> [Data to process]:
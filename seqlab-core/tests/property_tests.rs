//! Property tests for query-engine invariants.
//!
//! Uses proptest to verify:
//! 1. Count conservation — outcome counts sum to the filtered subset size
//! 2. Ranking order — counts descend; equal counts keep first-encounter order
//! 3. Tie completeness — every value at the maximum frequency is surfaced
//! 4. Idempotence — aggregate/rank are pure functions of their input

use proptest::prelude::*;
use chrono::NaiveDate;

use seqlab_core::domain::SequenceRow;
use seqlab_core::query::{aggregate, rank_rdr};

// ── Strategies (proptest) ────────────────────────────────────────────

const END_POINTS: &[&str] = &["RDR_London", "RDR_NY", "ADR_Asia", "ODR_London", "TRN_NY"];
const MODELS: &[&str] = &["U", "UX", "D", "DX", "RC", "RX"];

fn arb_row() -> impl Strategy<Value = SequenceRow> {
    (0..END_POINTS.len(), prop::option::of(0..MODELS.len())).prop_map(|(end, rdr)| SequenceRow {
        date: NaiveDate::from_ymd_opt(2022, 3, 8).unwrap(),
        weekday: None,
        position_type: "High/Asia".into(),
        start_point: "OpenHigh".into(),
        end_point_session: END_POINTS[end].into(),
        adr_model: None,
        odr_model: None,
        rdr_model: rdr.map(|i| MODELS[i].to_string()),
        adr_integrity: None,
        odr_integrity: None,
        model_combination: None,
    })
}

fn arb_rows() -> impl Strategy<Value = Vec<SequenceRow>> {
    prop::collection::vec(arb_row(), 1..120)
}

// ── 1. Count conservation ────────────────────────────────────────────

proptest! {
    /// Σ group counts = subset size, and every count is ≥ 1.
    #[test]
    fn counts_sum_to_subset_size(rows in arb_rows()) {
        let refs: Vec<&SequenceRow> = rows.iter().collect();
        let stats = aggregate(&refs).expect("non-empty input aggregates");

        let sum: usize = stats.iter().map(|s| s.count).sum();
        prop_assert_eq!(sum, refs.len());
        prop_assert!(stats.iter().all(|s| s.count >= 1));
    }

    /// Percentages are in (0, 100] and within rounding error of the exact
    /// share; the engine never renormalizes them.
    #[test]
    fn percentages_match_counts(rows in arb_rows()) {
        let refs: Vec<&SequenceRow> = rows.iter().collect();
        let stats = aggregate(&refs).unwrap();
        let total = refs.len() as f64;

        for stat in &stats {
            let exact = stat.count as f64 / total * 100.0;
            prop_assert!(stat.percentage > 0.0 && stat.percentage <= 100.0);
            prop_assert!((stat.percentage - exact).abs() <= 0.005 + 1e-9);
        }
    }
}

// ── 2. Ranking order ─────────────────────────────────────────────────

proptest! {
    /// Counts are non-increasing, and groups with equal counts appear in the
    /// order their keys were first encountered in the input.
    #[test]
    fn ranking_is_descending_and_stable(rows in arb_rows()) {
        let refs: Vec<&SequenceRow> = rows.iter().collect();
        let stats = aggregate(&refs).unwrap();

        for pair in stats.windows(2) {
            prop_assert!(pair[0].count >= pair[1].count);
            if pair[0].count == pair[1].count {
                let first_a = refs
                    .iter()
                    .position(|r| r.end_point_session == pair[0].end_point_session)
                    .unwrap();
                let first_b = refs
                    .iter()
                    .position(|r| r.end_point_session == pair[1].end_point_session)
                    .unwrap();
                prop_assert!(first_a < first_b, "tie order must be first-encounter");
            }
        }
    }
}

// ── 3. Tie completeness ──────────────────────────────────────────────

proptest! {
    /// The ranker returns exactly the set of models whose count equals the
    /// maximum — no tied value is dropped and no sub-maximal value appears.
    #[test]
    fn tie_set_is_complete(rows in arb_rows()) {
        let refs: Vec<&SequenceRow> = rows.iter().collect();
        let ranked = rank_rdr(&refs);

        // Independent recount.
        let mut counts: Vec<(&str, usize)> = Vec::new();
        for row in &refs {
            if let Some(model) = row.rdr_model.as_deref() {
                match counts.iter_mut().find(|(m, _)| *m == model) {
                    Some((_, c)) => *c += 1,
                    None => counts.push((model, 1)),
                }
            }
        }

        match counts.iter().map(|(_, c)| *c).max() {
            None => prop_assert!(ranked.is_empty()),
            Some(max) => {
                let expected: Vec<&str> = counts
                    .iter()
                    .filter(|(_, c)| *c == max)
                    .map(|(m, _)| *m)
                    .collect();
                let got: Vec<&str> = ranked.iter().map(|c| c.model.as_str()).collect();
                prop_assert_eq!(got, expected);
                prop_assert!(ranked.iter().all(|c| c.count == max));
            }
        }
    }

    /// A group with at least one RDR value always yields at least one entry.
    #[test]
    fn non_missing_group_yields_entries(rows in arb_rows()) {
        let refs: Vec<&SequenceRow> = rows.iter().collect();
        let has_rdr = refs.iter().any(|r| r.rdr_model.is_some());
        let ranked = rank_rdr(&refs);
        prop_assert_eq!(!ranked.is_empty(), has_rdr);
    }
}

// ── 4. Idempotence ───────────────────────────────────────────────────

proptest! {
    /// Aggregation and ranking have no hidden state: two calls on the same
    /// input agree exactly.
    #[test]
    fn aggregate_and_rank_are_idempotent(rows in arb_rows()) {
        let refs: Vec<&SequenceRow> = rows.iter().collect();
        prop_assert_eq!(aggregate(&refs), aggregate(&refs));
        prop_assert_eq!(rank_rdr(&refs), rank_rdr(&refs));
    }
}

> [Instructions for the task]: Repeat each record exactly, leaving nothing out.

> [Answer area]:
filename seqlab-core/tests/property_tests.rs
//! Property tests for query-engine invariants.
//!
//! Uses proptest to verify:
//! 1. Count conservation — outcome counts sum to the filtered subset size
//! 2. Ranking order — counts descend; equal counts keep first-encounter order
//! 3. Tie completeness — every value at the maximum frequency is surfaced
//! 4. Idempotence — aggregate/rank are pure functions of their input

use proptest::prelude::*;
use chrono::NaiveDate;

use seqlab_core::domain::SequenceRow;
use seqlab_core::query::{aggregate, rank_rdr};

// ── Strategies (proptest) ────────────────────────────────────────────

const END_POINTS: &[&str] = &["RDR_London", "RDR_NY", "ADR_Asia", "ODR_London", "TRN_NY"];
const MODELS: &[&str] = &["U", "UX", "D", "DX", "RC", "RX"];

fn arb_row() -> impl Strategy<Value = SequenceRow> {
    (0..END_POINTS.len(), prop::option::of(0..MODELS.len())).prop_map(|(end, rdr)| SequenceRow {
        date: NaiveDate::from_ymd_opt(2022, 3, 8).unwrap(),
        weekday: None,
        position_type: "High/Asia".into(),
        start_point: "OpenHigh".into(),
        end_point_session: END_POINTS[end].into(),
        adr_model: None,
        odr_model: None,
        rdr_model: rdr.map(|i| MODELS[i].to_string()),
        adr_integrity: None,
        odr_integrity: None,
        model_combination: None,
    })
}

fn arb_rows() -> impl Strategy<Value = Vec<SequenceRow>> {
    prop::collection::vec(arb_row(), 1..120)
}

// ── 1. Count conservation ────────────────────────────────────────────

proptest! {
    /// Σ group counts = subset size, and every count is ≥ 1.
    #[test]
    fn counts_sum_to_subset_size(rows in arb_rows()) {
        let refs: Vec<&SequenceRow> = rows.iter().collect();
        let stats = aggregate(&refs).expect("non-empty input aggregates");

        let sum: usize = stats.iter().map(|s| s.count).sum();
        prop_assert_eq!(sum, refs.len());
        prop_assert!(stats.iter().all(|s| s.count >= 1));
    }

    /// Percentages are in (0, 100] and within rounding error of the exact
    /// share; the engine never renormalizes them.
    #[test]
    fn percentages_match_counts(rows in arb_rows()) {
        let refs: Vec<&SequenceRow> = rows.iter().collect();
        let stats = aggregate(&refs).unwrap();
        let total = refs.len() as f64;

        for stat in &stats {
            let exact = stat.count as f64 / total * 100.0;
            prop_assert!(stat.percentage > 0.0 && stat.percentage <= 100.0);
            prop_assert!((stat.percentage - exact).abs() <= 0.005 + 1e-9);
        }
    }
}

// ── 2. Ranking order ─────────────────────────────────────────────────

proptest! {
    /// Counts are non-increasing, and groups with equal counts appear in the
    /// order their keys were first encountered in the input.
    #[test]
    fn ranking_is_descending_and_stable(rows in arb_rows()) {
        let refs: Vec<&SequenceRow> = rows.iter().collect();
        let stats = aggregate(&refs).unwrap();

        for pair in stats.windows(2) {
            prop_assert!(pair[0].count >= pair[1].count);
            if pair[0].count == pair[1].count {
                let first_a = refs
                    .iter()
                    .position(|r| r.end_point_session == pair[0].end_point_session)
                    .unwrap();
                let first_b = refs
                    .iter()
                    .position(|r| r.end_point_session == pair[1].end_point_session)
                    .unwrap();
                prop_assert!(first_a < first_b, "tie order must be first-encounter");
            }
        }
    }
}

// ── 3. Tie completeness ──────────────────────────────────────────────

proptest! {
    /// The ranker returns exactly the set of models whose count equals the
    /// maximum — no tied value is dropped and no sub-maximal value appears.
    #[test]
    fn tie_set_is_complete(rows in arb_rows()) {
        let refs: Vec<&SequenceRow> = rows.iter().collect();
        let ranked = rank_rdr(&refs);

        // Independent recount.
        let mut counts: Vec<(&str, usize)> = Vec::new();
        for row in &refs {
            if let Some(model) = row.rdr_model.as_deref() {
                match counts.iter_mut().find(|(m, _)| *m == model) {
                    Some((_, c)) => *c += 1,
                    None => counts.push((model, 1)),
                }
            }
        }

        match counts.iter().map(|(_, c)| *c).max() {
            None => prop_assert!(ranked.is_empty()),
            Some(max) => {
                let expected: Vec<&str> = counts
                    .iter()
                    .filter(|(_, c)| *c == max)
                    .map(|(m, _)| *m)
                    .collect();
                let got: Vec<&str> = ranked.iter().map(|c| c.model.as_str()).collect();
                prop_assert_eq!(got, expected);
                prop_assert!(ranked.iter().all(|c| c.count == max));
            }
        }
    }

    /// A group with at least one RDR value always yields at least one entry.
    #[test]
    fn non_missing_group_yields_entries(rows in arb_rows()) {
        let refs: Vec<&SequenceRow> = rows.iter().collect();
        let has_rdr = refs.iter().any(|r| r.rdr_model.is_some());
        let ranked = rank_rdr(&refs);
        prop_assert_eq!(!ranked.is_empty(), has_rdr);
    }
}

// ── 4. Idempotence ───────────────────────────────────────────────────

proptest! {
    /// Aggregation and ranking have no hidden state: two calls on the same
    /// input agree exactly.
    #[test]
    fn aggregate_and_rank_are_idempotent(rows in arb_rows()) {
        let refs: Vec<&SequenceRow> = rows.iter().collect();
        prop_assert_eq!(aggregate(&refs), aggregate(&refs));
        prop_assert_eq!(rank_rdr(&refs), rank_rdr(&refs));
    }
}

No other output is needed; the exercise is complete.